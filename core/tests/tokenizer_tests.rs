use sift_core::tokenizer::{normalize, parse, tokenize};

#[test]
fn it_normalizes_and_stems() {
    let words = tokenize("Running Runners RUN! The café's menu.");
    // Stemming to "run" should appear
    assert!(words.contains(&"run".to_string()));
    // Diacritics are dropped: café -> cafe
    assert!(words.contains(&"cafe".to_string()));
}

#[test]
fn it_keeps_every_word_for_positions() {
    let words = tokenize("The quick brown fox and the lazy dog");
    assert_eq!(words.len(), 8);
    assert_eq!(words.iter().filter(|w| *w == "the").count(), 2);
}

#[test]
fn it_splits_on_any_whitespace() {
    assert_eq!(parse("alpha\tbeta\u{00A0}gamma\n"), vec!["alpha", "beta", "gamma"]);
    assert_eq!(normalize("cats"), "cat");
}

Exercise aim: All of the material must be reproduced exactly.

Reply:
filename core/tests/tokenizer_tests.rs
use sift_core::tokenizer::{normalize, parse, tokenize};

#[test]
fn it_normalizes_and_stems() {
    let words = tokenize("Running Runners RUN! The café's menu.");
    // Stemming to "run" should appear
    assert!(words.contains(&"run".to_string()));
    // Diacritics are dropped: café -> cafe
    assert!(words.contains(&"cafe".to_string()));
}

#[test]
fn it_keeps_every_word_for_positions() {
    let words = tokenize("The quick brown fox and the lazy dog");
    assert_eq!(words.len(), 8);
    assert_eq!(words.iter().filter(|w| *w == "the").count(), 2);
}

#[test]
fn it_splits_on_any_whitespace() {
    assert_eq!(parse("alpha\tbeta\u{00A0}gamma\n"), vec!["alpha", "beta", "gamma"]);
    assert_eq!(normalize("cats"), "cat");
}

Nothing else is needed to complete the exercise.